_Supplied records_
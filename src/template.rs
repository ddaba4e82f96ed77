//! Deterministic text rendering for notification templates.
//!
//! Templates are plain text with `#{dotted.path}` placeholders that resolve
//! against a JSON object context. Substitution is purely textual: no
//! conditionals, no loops, no escaping. Rendering the same template against
//! the same context always yields byte-identical output.

use serde::Serialize;
use serde_json::{Map, Value};
use std::collections::HashMap;
use thiserror::Error;

#[derive(Error, Debug)]
pub enum TemplateError {
    #[error("unknown template: {0}")]
    UnknownTemplate(String),

    #[error("template variable not found: {0}")]
    MissingVariable(String),

    #[error("unterminated '#{{' placeholder at byte {0}")]
    UnterminatedPlaceholder(usize),

    #[error("template variable {0} does not render to text")]
    Unrenderable(String),

    #[error("context value {0} could not be serialized")]
    Context(String, #[source] serde_json::Error),
}

/// Name the built-in mail body template is registered under.
pub const STATUS_CHANGED: &str = "status-changed";

/// The default mail body for a status transition. Context variables:
/// `instance` (the stored instance) and `event` (the transition).
const STATUS_CHANGED_BODY: &str = r#"<!DOCTYPE html>
<html>
<head>
    <meta http-equiv="Content-Type" content="text/html; charset=UTF-8" />
</head>
<body>
<span>#{instance.registration.name}</span> (<span>#{instance.id}</span>)
status changed from <span>#{instance.statusInfo.status}</span> to <span>#{event.statusInfo.status}</span>
<br />
<span>#{instance.registration.healthUrl}</span>
</body>
</html>
"#;

/// Named values visible to a template.
///
/// Values are serialized to JSON on insertion so placeholders can walk into
/// nested fields (`instance.registration.healthUrl`).
#[derive(Debug, Clone, Default)]
pub struct TemplateContext {
    vars: Map<String, Value>,
}

impl TemplateContext {
    pub fn new() -> Self {
        Self::default()
    }

    /// Binds `value` under `name`.
    pub fn insert<T: Serialize + ?Sized>(
        &mut self,
        name: &str,
        value: &T,
    ) -> Result<(), TemplateError> {
        let value = serde_json::to_value(value)
            .map_err(|e| TemplateError::Context(name.to_string(), e))?;
        self.vars.insert(name.to_string(), value);
        Ok(())
    }

    fn resolve(&self, path: &str) -> Option<&Value> {
        let mut segments = path.split('.');
        let mut current = self.vars.get(segments.next()?)?;
        for segment in segments {
            current = current.as_object()?.get(segment)?;
        }
        Some(current)
    }
}

/// Renders named templates and inline template strings.
pub struct TemplateRenderer {
    templates: HashMap<String, String>,
}

impl TemplateRenderer {
    /// Creates a renderer with no templates registered.
    pub fn empty() -> Self {
        Self {
            templates: HashMap::new(),
        }
    }

    /// Registers (or replaces) a template under `name`.
    pub fn register(&mut self, name: impl Into<String>, source: impl Into<String>) {
        self.templates.insert(name.into(), source.into());
    }

    /// Renders the template registered under `name` against `context`.
    pub fn render(&self, name: &str, context: &TemplateContext) -> Result<String, TemplateError> {
        let source = self
            .templates
            .get(name)
            .ok_or_else(|| TemplateError::UnknownTemplate(name.to_string()))?;
        expand(source, context)
    }

    /// Renders an inline template string (used for configured subject lines).
    pub fn render_str(
        &self,
        source: &str,
        context: &TemplateContext,
    ) -> Result<String, TemplateError> {
        expand(source, context)
    }
}

impl Default for TemplateRenderer {
    /// A renderer with the built-in `status-changed` mail body registered.
    fn default() -> Self {
        let mut renderer = Self::empty();
        renderer.register(STATUS_CHANGED, STATUS_CHANGED_BODY);
        renderer
    }
}

fn expand(source: &str, context: &TemplateContext) -> Result<String, TemplateError> {
    let mut out = String::with_capacity(source.len());
    let mut rest = source;

    while let Some(start) = rest.find("#{") {
        out.push_str(&rest[..start]);
        let after = &rest[start + 2..];
        let end = after.find('}').ok_or_else(|| {
            TemplateError::UnterminatedPlaceholder(source.len() - rest.len() + start)
        })?;
        let path = &after[..end];

        let value = context
            .resolve(path)
            .ok_or_else(|| TemplateError::MissingVariable(path.to_string()))?;
        match value {
            Value::String(s) => out.push_str(s),
            Value::Number(n) => out.push_str(&n.to_string()),
            Value::Bool(b) => out.push_str(if *b { "true" } else { "false" }),
            // Null, arrays and objects have no sensible textual form here.
            _ => return Err(TemplateError::Unrenderable(path.to_string())),
        }
        rest = &after[end + 1..];
    }

    out.push_str(rest);
    Ok(out)
}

_Exercise description_
Every line with the string "event" in the material should be returned.

_Solution to this exercise_
/// `instance` (the stored instance) and `event` (the transition).
status changed from <span>#{instance.statusInfo.status}</span> to <span>#{event.statusInfo.status}</span>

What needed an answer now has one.